Acquiring another business can be an exciting prospect for any company, offering a range of potential benefits including increased market share, expanded product offerings, and access to new talent and technology. However, acquisitions can also be risky endeavors, with many potential pitfalls that can lead to failed deals. In fact, according to research from Harvard Business Review, between 70-90% of mergers and acquisitions fail to achieve their desired outcomes. In this article, we will explore some of the common pitfalls in the acquisition process and offer insights on how to avoid them, drawing on lessons learned from failed deals in business.
1. Lack of Strategic Fit
One of the main reasons for failed acquisitions is a lack of strategic fit between the two companies. This occurs when the acquirer fails to thoroughly analyze and understand the target company’s business, culture, and goals. Without a strong alignment between the two organizations, it becomes difficult to integrate and achieve the desired synergies.
Practical example: In 2016, the multinational food company Kraft Heinz attempted to acquire the consumer goods giant Unilever, a deal that would have created one of the largest consumer goods companies in the world. However, the deal failed due to a lack of strategic fit, with Unilever’s leadership citing concerns over the cultural differences and potential job losses as the main reasons for rejecting the acquisition.
Lesson: It is critical for companies to conduct extensive due diligence before pursuing an acquisition. This includes not only financial and legal assessments but also a thorough examination of cultural compatibility and strategic alignment. Companies should also be prepared to walk away from a deal if the fit is not right.
2. Overpaying for the Target Company
Another common pitfall in the acquisition process is overpaying for the target company. This can occur due to various factors, such as pressure to grow quickly, competition from other buyers, or simply a lack of experience in deal-making. Overpaying can lead to significant financial losses for the acquirer and erode shareholder value.
Practical example: In 2015, pharmaceutical company Valeant acquired Salix Pharmaceuticals for $15.8 billion, a steep premium of over 40% above the company’s market value. However, Salix’s sales and profits began to decline, leading to a write-down of $2.6 billion for Valeant and a significant decrease in shareholder value.
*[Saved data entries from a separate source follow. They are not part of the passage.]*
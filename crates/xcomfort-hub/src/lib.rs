//! xComfort Bridge hub
//!
//! Wires the device registry, the sensor platform and the stale heater power
//! fallback together behind a setup / unload / reload lifecycle.

pub mod error;
pub mod hub;
pub mod state;
mod update;

pub use error::{HubError, HubResult};
pub use hub::XComfortHub;
pub use state::{HubState, InvalidTransition};
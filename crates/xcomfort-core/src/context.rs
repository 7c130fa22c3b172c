//! Context type for tracing which bridge message caused a state write

use serde::{Deserialize, Serialize};
use ulid::Ulid;

/// Context carried by events and state writes
///
/// A telemetry message gets a fresh context when it is published on the
/// bus; every sensor state written because of it carries a child of that
/// context, so the chain from bridge message to sensor value can be followed.
#[derive(Debug, Clone, PartialEq, Eq, Serialize, Deserialize)]
pub struct Context {
    /// Unique identifier for this context (ULID)
    pub id: String,

    /// Parent context ID
    #[serde(skip_serializing_if = "Option::is_none")]
    pub parent_id: Option<String>,
}

impl Context {
    /// Create a new root context with a fresh ULID
    pub fn new() -> Self {
        Self {
            id: Ulid::new().to_string(),
            parent_id: None,
        }
    }

    /// Create a context with a specific ID
    pub fn with_id(id: impl Into<String>) -> Self {
        Self {
            id: id.into(),
            parent_id: None,
        }
    }

    /// Create a child context with this context as parent
    pub fn child(&self) -> Self {
        Self {
            id: Ulid::new().to_string(),
            parent_id: Some(self.id.clone()),
        }
    }
}

impl Default for Context {
    fn default() -> Self {
        Self::new()
    }
}
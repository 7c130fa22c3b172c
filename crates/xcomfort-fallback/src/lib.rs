//! Stale heater power fallback for the xComfort Bridge integration
//!
//! - [`name`]: heater → room mapping by normalized name
//! - [`stale`]: the per-heater Normal / Pending / Suppressed state machine
//! - [`energy`]: kWh integration of a power level
//! - [`engine`]: the [`FallbackEngine`] combining the three

use std::time::Duration;

pub mod energy;
pub mod engine;
pub mod name;
pub mod stale;

#[cfg(test)]
mod log_capture;

pub use energy::EnergyAccumulator;
pub use engine::{FallbackEngine, HeaterOutput, StateChange, Trigger};
pub use name::{map_heater_to_room, normalize, normalize_room, HeaterRoomMapping, RoomMatch};
pub use stale::{StaleState, Transition};

/// Room power at or below this is treated as "nothing is heating"
pub const FALLBACK_POWER_THRESHOLD_W: f64 = 0.5;

/// How long the room must stay at low power before heater power is forced to 0
pub const FALLBACK_ZERO_WINDOW: Duration = Duration::from_secs(20);

/// Interval of the periodic re-evaluation
pub const FALLBACK_TICK_INTERVAL: Duration = Duration::from_secs(20);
Lesson: It is crucial for the acquirer to accurately value the target company and resist the temptation to overpay. This requires a thorough understanding of the target company’s financials, market position, and growth potential. Companies should also consider alternative and less costly growth strategies, such as joint ventures or partnerships.
3. Integration Challenges
One of the most crucial stages of an acquisition is the integration process. Successfully integrating the two companies’ operations, processes, and cultures is critical to achieving the desired synergies and realizing the deal’s full potential. However, integration can be complex and challenging, and many deals fail due to poor execution.
Practical example: In 1998, the merger between car manufacturers Daimler and Chrysler was lauded as a “merger of equals” that would create a global automotive leader. However, the integration process proved difficult and ultimately led to the deal’s failure. The two companies had significant cultural differences, leading to internal conflicts and conflicting priorities which impeded the integration efforts.
Lesson: Integration planning should begin well before the deal is finalized, and involve input from both companies’ leadership and employees. Companies should also identify and resolve potential cultural clashes early on and develop a detailed integration plan that outlines specific goals, timelines, and responsibilities.
4. Poor Communication
Effective communication is essential for success in any business endeavor, and acquisitions are no exception. Poor communication throughout the acquisition process can lead to misunderstandings, lack of trust, and ultimately, failed deals. It is crucial for both companies to communicate openly and transparently to ensure a smooth transition.
Practical example: In 2005, the French conglomerate Vivendi acquired media company Universal, with the aim of diversifying its business. However, poor communication and cultural clashes between the French and American employees led to a breakdown in the integration process. The deal ultimately failed, with Vivendi selling its majority stake in Universal within a year.
Lesson: Companies should prioritize clear and open communication between not only leadership but also employees at all levels. This includes regular updates on the progress of the integration, as well as opportunities for employees to voice their concerns and ask questions. Additionally, establishing common goals and values can help bridge any cultural gaps and foster collaboration.
Conclusion
Acquisitions can be an effective growth strategy for companies, but they can also be risky endeavors. It is crucial for companies to carefully consider and address potential pitfalls in the acquisition process before pursuing a deal. By conducting thorough due diligence, accurately valuing the target company, effectively integrating operations, and maintaining open communication, companies can avoid the common pitfalls and increase their chances of success in the acquisition process.